[WHAT TO PRODUCE]:
Whenever a line in the entries includes the word "Clone", copy that line out.

Stored data entries:
┌──

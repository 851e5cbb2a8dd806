//! Ray type and axis directions

use crate::core::types::Vec3;
use super::aabb::Aabb;

/// Principal grid axis
#[derive(Clone, Copy, Debug, PartialEq, Eq, Hash, PartialOrd, Ord)]
pub enum Axis {
    X,
    Y,
    Z,
}

impl Axis {
    pub const ALL: [Axis; 3] = [Axis::X, Axis::Y, Axis::Z];

    /// Unit vector along the positive axis
    pub fn unit(self) -> Vec3 {
        match self {
            Axis::X => Vec3::X,
            Axis::Y => Vec3::Y,
            Axis::Z => Vec3::Z,
        }
    }
}

/// One of the six axis-aligned ray directions
#[derive(Clone, Copy, Debug, PartialEq, Eq)]
pub struct AxisDirection {
    pub axis: Axis,
    pub positive: bool,
}

impl AxisDirection {
    /// All six directions, positive before negative per axis
    pub const ALL: [AxisDirection; 6] = [
        AxisDirection::new(Axis::X, true),
        AxisDirection::new(Axis::X, false),
        AxisDirection::new(Axis::Y, true),
        AxisDirection::new(Axis::Y, false),
        AxisDirection::new(Axis::Z, true),
        AxisDirection::new(Axis::Z, false),
    ];

    pub const fn new(axis: Axis, positive: bool) -> Self {
        Self { axis, positive }
    }

    /// Unit direction vector
    pub fn vector(self) -> Vec3 {
        if self.positive { self.axis.unit() } else { -self.axis.unit() }
    }

    /// Ray starting at `origin` along this direction
    pub fn ray_from(self, origin: Vec3) -> Ray {
        Ray::new(origin, self.vector())
    }
}

/// A ray defined by origin and direction
#[derive(Clone, Copy, Debug)]
pub struct Ray {
    pub origin: Vec3,
    pub direction: Vec3,
    /// Precomputed 1/direction for fast AABB intersection
    pub inv_direction: Vec3,
}

impl Ray {
    /// Create a new ray (direction should be normalized)
    pub fn new(origin: Vec3, direction: Vec3) -> Self {
        Self {
            origin,
            direction,
            inv_direction: Vec3::new(
                1.0 / direction.x,
                1.0 / direction.y,
                1.0 / direction.z,
            ),
        }
    }

    /// Get point along ray at parameter t
    pub fn at(&self, t: f32) -> Vec3 {
        self.origin + self.direction * t
    }

    /// Ray-AABB intersection using slab method
    /// Returns Some((t_near, t_far)) if intersection, None otherwise.
    ///
    /// Axes with a zero direction component are tested as a containment
    /// check on the origin, so axis-aligned rays starting exactly on a slab
    /// plane never produce `0 * inf` NaNs.
    pub fn intersects_aabb(&self, aabb: &Aabb) -> Option<(f32, f32)> {
        let mut t_near = f32::NEG_INFINITY;
        let mut t_far = f32::INFINITY;

        for axis in 0..3 {
            let origin = self.origin[axis];
            if self.direction[axis] == 0.0 {
                if origin < aabb.min[axis] || origin > aabb.max[axis] {
                    return None;
                }
                continue;
            }

            let inv = self.inv_direction[axis];
            let t1 = (aabb.min[axis] - origin) * inv;
            let t2 = (aabb.max[axis] - origin) * inv;
            t_near = t_near.max(t1.min(t2));
            t_far = t_far.min(t1.max(t2));
        }

        if t_near <= t_far && t_far >= 0.0 {
            Some((t_near.max(0.0), t_far))
        } else {
            None
        }
    }
}

#[cfg(test)]
mod tests {
    use super::*;

    #[test]
    fn test_at() {
        let ray = Ray::new(Vec3::ZERO, Vec3::X);
        assert_eq!(ray.at(5.0), Vec3::new(5.0, 0.0, 0.0));
    }

    #[test]
    fn test_intersects_aabb_hit() {
        let ray = Ray::new(Vec3::new(-2.0, 0.5, 0.5), Vec3::X);
        let aabb = Aabb::new(Vec3::ZERO, Vec3::ONE);
        let hit = ray.intersects_aabb(&aabb);
        assert!(hit.is_some());
        let (t_near, t_far) = hit.unwrap();
        assert!((t_near - 2.0).abs() < 0.001);
        assert!((t_far - 3.0).abs() < 0.001);
    }

    #[test]
    fn test_intersects_aabb_miss() {
        let ray = Ray::new(Vec3::new(-2.0, 5.0, 0.5), Vec3::X);
        let aabb = Aabb::new(Vec3::ZERO, Vec3::ONE);
        assert!(ray.intersects_aabb(&aabb).is_none());
    }

    #[test]
    fn test_intersects_aabb_inside() {
        let ray = Ray::new(Vec3::splat(0.5), Vec3::X);
        let aabb = Aabb::new(Vec3::ZERO, Vec3::ONE);
        let hit = ray.intersects_aabb(&aabb);
        assert!(hit.is_some());
        let (t_near, _) = hit.unwrap();
        assert_eq!(t_near, 0.0); // Inside, so t_near clamped to 0
    }

    #[test]
    fn test_intersects_aabb_origin_on_slab_plane() {
        // y == aabb.min.y with a zero y direction component
        let ray = Ray::new(Vec3::new(-1.0, 0.0, 0.5), Vec3::X);
        let aabb = Aabb::new(Vec3::ZERO, Vec3::ONE);
        let (t_near, t_far) = ray.intersects_aabb(&aabb).unwrap();
        assert!((t_near - 1.0).abs() < 1e-6);
        assert!((t_far - 2.0).abs() < 1e-6);
    }

    #[test]
    fn test_axis_directions() {
        let vectors: Vec<Vec3> = AxisDirection::ALL.iter().map(|d| d.vector()).collect();
        assert_eq!(vectors.len(), 6);
        assert_eq!(vectors.iter().copied().sum::<Vec3>(), Vec3::ZERO);
        assert_eq!(AxisDirection::new(Axis::Y, false).vector(), -Vec3::Y);
    }
}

└──

[OUTPUT OF THE EXERCISE]:
#[derive(Clone, Copy, Debug, PartialEq, Eq, Hash, PartialOrd, Ord)]
#[derive(Clone, Copy, Debug, PartialEq, Eq)]
#[derive(Clone, Copy, Debug)]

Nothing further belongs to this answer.